> **EXERCISE INPUTS**:

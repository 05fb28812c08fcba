use sea_orm_migration::prelude::*;

#[derive(DeriveMigrationName)]
pub struct Migration;

#[async_trait::async_trait]
impl MigrationTrait for Migration {
    async fn up(&self, manager: &SchemaManager) -> Result<(), DbErr> {
        manager
            .create_table(
                Table::create()
                    .table(PaymentTransactions::Table)
                    .if_not_exists()
                    .col(
                        ColumnDef::new(PaymentTransactions::Id)
                            .uuid()
                            .not_null()
                            .primary_key(),
                    )
                    .col(
                        ColumnDef::new(PaymentTransactions::SessionId)
                            .text()
                            .not_null()
                            .unique_key(),
                    )
                    .col(ColumnDef::new(PaymentTransactions::UserId).uuid())
                    .col(ColumnDef::new(PaymentTransactions::CartId).uuid().not_null())
                    .col(
                        ColumnDef::new(PaymentTransactions::Amount)
                            .double()
                            .not_null(),
                    )
                    .col(
                        ColumnDef::new(PaymentTransactions::Currency)
                            .text()
                            .not_null()
                            .default("eur"),
                    )
                    .col(
                        ColumnDef::new(PaymentTransactions::PaymentStatus)
                            .text()
                            .not_null()
                            .default("pending"),
                    )
                    .col(
                        ColumnDef::new(PaymentTransactions::Metadata)
                            .json_binary()
                            .not_null(),
                    )
                    .col(
                        ColumnDef::new(PaymentTransactions::CreatedAt)
                            .timestamp_with_time_zone()
                            .not_null()
                            .default(Expr::current_timestamp()),
                    )
                    .to_owned(),
            )
            .await
    }

    async fn down(&self, manager: &SchemaManager) -> Result<(), DbErr> {
        manager
            .drop_table(Table::drop().table(PaymentTransactions::Table).to_owned())
            .await
    }
}

#[derive(Iden)]
enum PaymentTransactions {
    Table,
    Id,
    SessionId,
    UserId,
    CartId,
    Amount,
    Currency,
    PaymentStatus,
    Metadata,
    CreatedAt,
}
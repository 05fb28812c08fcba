use chrono::Utc;
use uuid::Uuid;

use crate::domain::repository::{CartRepository, ProductRepository};
use crate::domain::types::{Cart, CartItem};
use crate::error::TiendaServiceError;

// ── CreateCart ───────────────────────────────────────────────────────────────

pub struct CreateCartInput {
    pub items: Vec<CartItem>,
    pub user_id: Option<Uuid>,
}

pub struct CreateCartUseCase<C: CartRepository, P: ProductRepository> {
    pub carts: C,
    pub products: P,
}

impl<C: CartRepository, P: ProductRepository> CreateCartUseCase<C, P> {
    /// Compute the total from catalog prices current at this moment.
    /// Items whose product id does not resolve contribute zero and are
    /// stored anyway; the total is never recomputed afterwards.
    pub async fn execute(&self, input: CreateCartInput) -> Result<Cart, TiendaServiceError> {
        let mut total = 0.0;
        for item in &input.items {
            if let Some(product) = self.products.find_by_id(item.product_id).await? {
                total += product.price * f64::from(item.quantity);
            }
        }

        let cart = Cart {
            id: Uuid::new_v4(),
            user_id: input.user_id,
            items: input.items,
            total,
            created_at: Utc::now(),
        };
        self.carts.create(&cart).await?;
        Ok(cart)
    }
}

// ── GetCart ──────────────────────────────────────────────────────────────────

pub struct GetCartUseCase<C: CartRepository> {
    pub carts: C,
}

impl<C: CartRepository> GetCartUseCase<C> {
    pub async fn execute(&self, id: Uuid) -> Result<Cart, TiendaServiceError> {
        self.carts
            .find_by_id(id)
            .await?
            .ok_or(TiendaServiceError::CartNotFound)
    }
}
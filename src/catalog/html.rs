use super::naming::figure_name;
use super::table::{FigureRow, COLUMNS};
use crate::error::CatalogError;
use std::fmt::Write as _;
use std::fs;
use std::path::{Path, PathBuf};

pub const VHV_VIEWER: &str = "https://verovio.humdrum.org/?file=";
pub const TABLE_ID: &str = "dataframe";
pub const TABLE_CLASSES: &str = "table table-striped table-hover";

const PAGE_HEAD: &str = r#"<!DOCTYPE html>
<html>
<head>
    <title>"Gradus" Scores. Search and Sort.</title>
    <link rel="stylesheet" type="text/css" href="https://cdn.datatables.net/1.13.4/css/jquery.dataTables.css">
    <style>
        /* Table width to prevent horizontal scroll */
        .container { max-width: 100%; }
        .table { width: 100%; }
    </style>
</head>
<body>
    <div class="container">
"#;

const PAGE_TAIL: &str = r#"    </div>

<script src="https://code.jquery.com/jquery-3.6.0.min.js"></script>
<script src="https://cdn.datatables.net/1.13.4/js/jquery.dataTables.js"></script>
<script>
    $(document).ready(function() {
        $('#dataframe').DataTable({
            paging: false,
            searching: true,
            ordering: true,
            search: {
                name: 'search_input'
            }
        });
    });
</script>
</body>
</html>
"#;

pub fn download_links(figure: &str, base_url: &str) -> String {
    let shared = format!("{}{}", base_url, figure_name(figure));
    format!(
        r#"<a href="{0}.mxl">.mxl</a> <a href="{0}.krn">.krn</a>"#,
        escape(&shared)
    )
}

pub fn vhv_link(figure: &str, base_url: &str) -> String {
    format!(
        r#"<a href="{}{}{}.krn">click here</a>"#,
        VHV_VIEWER,
        escape(base_url),
        escape(figure_name(figure))
    )
}

pub fn escape(text: &str) -> String {
    let mut out = String::with_capacity(text.len());
    for c in text.chars() {
        match c {
            '&' => out.push_str("&amp;"),
            '<' => out.push_str("&lt;"),
            '>' => out.push_str("&gt;"),
            '"' => out.push_str("&quot;"),
            '\'' => out.push_str("&#39;"),
            _ => out.push(c),
        }
    }
    out
}

pub fn render_table(rows: &[FigureRow], base_url: &str) -> String {
    let mut out = String::new();
    let _ = writeln!(out, r#"<table id="{TABLE_ID}" class="{TABLE_CLASSES}">"#);

    out.push_str("  <thead>\n    <tr>\n");
    for column in COLUMNS.iter().chain(["Direct download", "View on VHV"].iter()) {
        let _ = writeln!(out, "      <th>{}</th>", escape(column));
    }
    out.push_str("    </tr>\n  </thead>\n  <tbody>\n");

    for row in rows {
        out.push_str("    <tr>\n");
        for cell in row.cells() {
            let _ = writeln!(out, "      <td>{}</td>", escape(&cell));
        }
        let _ = writeln!(out, "      <td>{}</td>", download_links(&row.entry.figure, base_url));
        let _ = writeln!(out, "      <td>{}</td>", vhv_link(&row.entry.figure, base_url));
        out.push_str("    </tr>\n");
    }

    out.push_str("  </tbody>\n</table>\n");
    out
}

pub fn render_page(rows: &[FigureRow], base_url: &str) -> String {
    let mut page = String::from(PAGE_HEAD);
    for line in render_table(rows, base_url).lines() {
        page.push_str("        ");
        page.push_str(line);
        page.push('\n');
    }
    page.push_str(PAGE_TAIL);
    page
}

pub fn write_html(rows: &[FigureRow], base_url: &str, output_dir: &Path) -> Result<PathBuf, CatalogError> {
    let path = output_dir.join("search.html");
    fs::write(&path, render_page(rows, base_url))?;
    tracing::info!("Wrote HTML to {}", path.display());
    Ok(path)
}
use super::annotation::FigureEntry;
use super::naming::segment_stem;
use crate::error::CatalogError;
use std::fs;
use std::path::Path;

pub const COLUMNS: [&str; 7] = [
    "Measure start",
    "Figure",
    "Species",
    "Modal final",
    "Cantus firmus",
    "Measure end",
    "Measure Count",
];

pub const SEGMENT_COLUMNS: [&str; 3] = ["File", "Measure start", "Measure end"];

#[derive(Debug, Clone, PartialEq, Eq)]
pub struct FigureRow {
    pub entry: FigureEntry,
    pub measure_end: u32,
    pub measure_count: u32,
}

impl FigureRow {
    /// Cell text in [`COLUMNS`] order.
    pub fn cells(&self) -> [String; 7] {
        [
            self.entry.measure_start.to_string(),
            self.entry.figure.clone(),
            self.entry.species.clone(),
            self.entry.modal_final.clone(),
            self.entry.cantus_firmus.clone(),
            self.measure_end.to_string(),
            self.measure_count.to_string(),
        ]
    }
}

/// Each figure runs until the measure before the next one starts; the last
/// runs to `last_measure`.
pub fn build_rows(entries: Vec<FigureEntry>, last_measure: u32) -> Result<Vec<FigureRow>, CatalogError> {
    if entries.is_empty() {
        return Err(CatalogError::Empty);
    }

    let mut previous = 0;
    for entry in &entries {
        if entry.measure_start <= previous {
            return Err(CatalogError::Unordered {
                previous,
                start: entry.measure_start,
            });
        }
        if entry.measure_start > last_measure {
            return Err(CatalogError::OutOfRange {
                start: entry.measure_start,
                last: last_measure,
            });
        }
        previous = entry.measure_start;
    }

    let next_starts: Vec<u32> = entries.iter().skip(1).map(|e| e.measure_start).collect();
    let rows = entries
        .into_iter()
        .enumerate()
        .map(|(i, entry)| {
            let measure_end = next_starts.get(i).map(|next| next - 1).unwrap_or(last_measure);
            let measure_count = measure_end - entry.measure_start + 1;
            FigureRow {
                entry,
                measure_end,
                measure_count,
            }
        })
        .collect();

    Ok(rows)
}

pub fn to_tsv(rows: &[FigureRow]) -> String {
    let mut out = COLUMNS.join("\t");
    out.push('\n');
    for row in rows {
        let cells: Vec<String> = row.cells().iter().map(|c| sanitize_cell(c)).collect();
        out.push_str(&cells.join("\t"));
        out.push('\n');
    }
    out
}

pub fn parse_tsv(content: &str) -> Result<Vec<FigureRow>, CatalogError> {
    let mut lines = content.lines().map(|l| l.trim_end_matches('\r'));

    let header = lines.next().unwrap_or_default();
    let columns: Vec<&str> = header.split('\t').collect();
    if columns != COLUMNS {
        return Err(CatalogError::BadHeader(header.to_string()));
    }

    let mut rows = Vec::new();
    for (idx, line) in lines.enumerate() {
        // header is line 1
        let line_no = idx + 2;
        if line.trim().is_empty() {
            continue;
        }

        let cells: Vec<&str> = line.split('\t').collect();
        if cells.len() != COLUMNS.len() {
            return Err(CatalogError::Listing {
                line: line_no,
                reason: format!("expected {} columns, got {}", COLUMNS.len(), cells.len()),
            });
        }

        let number = |i: usize| -> Result<u32, CatalogError> {
            cells[i].trim().parse().map_err(|_| CatalogError::Listing {
                line: line_no,
                reason: format!("invalid {} '{}'", COLUMNS[i], cells[i]),
            })
        };

        rows.push(FigureRow {
            entry: FigureEntry {
                measure_start: number(0)?,
                figure: cells[1].to_string(),
                species: cells[2].to_string(),
                modal_final: cells[3].to_string(),
                cantus_firmus: cells[4].to_string(),
            },
            measure_end: number(5)?,
            measure_count: number(6)?,
        });
    }

    Ok(rows)
}

pub fn write_tsv(rows: &[FigureRow], output_dir: &Path) -> Result<std::path::PathBuf, CatalogError> {
    let path = output_dir.join("data.tsv");
    fs::write(&path, to_tsv(rows))?;
    tracing::info!("Wrote data to {}", path.display());
    Ok(path)
}

pub fn read_tsv(path: &Path) -> Result<Vec<FigureRow>, CatalogError> {
    parse_tsv(&fs::read_to_string(path)?)
}

/// One line per figure naming its single-figure score and the measures it
/// covers in the section score.
pub fn to_segment_tsv(rows: &[FigureRow], ext: &str) -> String {
    let mut out = SEGMENT_COLUMNS.join("\t");
    out.push('\n');
    for row in rows {
        out.push_str(&format!(
            "{}.{}\t{}\t{}\n",
            sanitize_cell(&segment_stem(&row.entry.figure)),
            ext,
            row.entry.measure_start,
            row.measure_end
        ));
    }
    out
}

pub fn write_segments(rows: &[FigureRow], ext: &str, output_dir: &Path) -> Result<std::path::PathBuf, CatalogError> {
    let path = output_dir.join(super::SEGMENTS_FILE);
    fs::write(&path, to_segment_tsv(rows, ext))?;
    tracing::info!("Wrote segment index to {}", path.display());
    Ok(path)
}

fn sanitize_cell(cell: &str) -> String {
    cell.replace(['\t', '\n', '\r'], " ")
}
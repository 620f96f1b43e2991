use super::{ConversionJob, ScoreConverter};
use crate::envconfig::{ConverterCommand, Formats};
use crate::error::ConvertError;
use std::ffi::OsString;
use std::process::Command;

/// Runs a third-party converter once per job.
///
/// `args` is a template: `{from}`, `{to}`, `{input}` and `{output}` are
/// replaced per job. An argument that is exactly `{input}` or `{output}` is
/// passed as the raw path, so non-UTF-8 file names survive.
#[derive(Debug, Clone)]
pub struct ExternalConverter {
    program: String,
    args: Vec<String>,
    source_format: String,
    target_format: String,
}

impl ExternalConverter {
    pub fn new(command: &ConverterCommand, formats: &Formats) -> Self {
        Self {
            program: command.program.clone(),
            args: command.args.clone(),
            source_format: formats.source_format.clone(),
            target_format: formats.target_format.clone(),
        }
    }

    pub fn program(&self) -> &str {
        &self.program
    }

    pub fn is_available(&self) -> bool {
        Command::new(&self.program)
            .arg("--version")
            .output()
            .map(|o| o.status.success())
            .unwrap_or(false)
    }

    pub fn build_args(&self, job: &ConversionJob) -> Vec<OsString> {
        self.args
            .iter()
            .map(|arg| match arg.as_str() {
                "{input}" => job.input.clone().into_os_string(),
                "{output}" => job.output.clone().into_os_string(),
                _ => OsString::from(self.expand(arg, job)),
            })
            .collect()
    }

    /// Substitutes placeholders in a single pass; substituted text is never
    /// rescanned, and unknown `{...}` tokens are kept as written.
    fn expand(&self, template: &str, job: &ConversionJob) -> String {
        let mut out = String::with_capacity(template.len());
        let mut rest = template;

        while let Some(open) = rest.find('{') {
            out.push_str(&rest[..open]);
            let tail = &rest[open..];

            let value = tail.find('}').and_then(|close| {
                let value = match &tail[1..close] {
                    "from" => self.source_format.clone(),
                    "to" => self.target_format.clone(),
                    "input" => job.input.to_string_lossy().into_owned(),
                    "output" => job.output.to_string_lossy().into_owned(),
                    _ => return None,
                };
                Some((value, close))
            });

            match value {
                Some((value, close)) => {
                    out.push_str(&value);
                    rest = &tail[close + 1..];
                }
                None => {
                    out.push('{');
                    rest = &tail[1..];
                }
            }
        }

        out.push_str(rest);
        out
    }
}

impl ScoreConverter for ExternalConverter {
    fn convert(&self, job: &ConversionJob) -> Result<(), ConvertError> {
        let args = self.build_args(job);
        tracing::debug!(program = %self.program, ?args, "spawning converter");

        // stdout and stderr are inherited so the tool reports for itself.
        let status = Command::new(&self.program)
            .args(&args)
            .status()
            .map_err(|source| ConvertError::Spawn {
                program: self.program.clone(),
                source,
            })?;

        if !status.success() {
            return Err(ConvertError::Failed {
                program: self.program.clone(),
                input: job.input.clone(),
                status,
            });
        }

        Ok(())
    }
}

> **THE PROBLEM**: Copy out all lines from the records where the word "Listing" appears.

> **EXERCISE ANSWER**:
            return Err(CatalogError::Listing {
            cells[i].trim().parse().map_err(|_| CatalogError::Listing {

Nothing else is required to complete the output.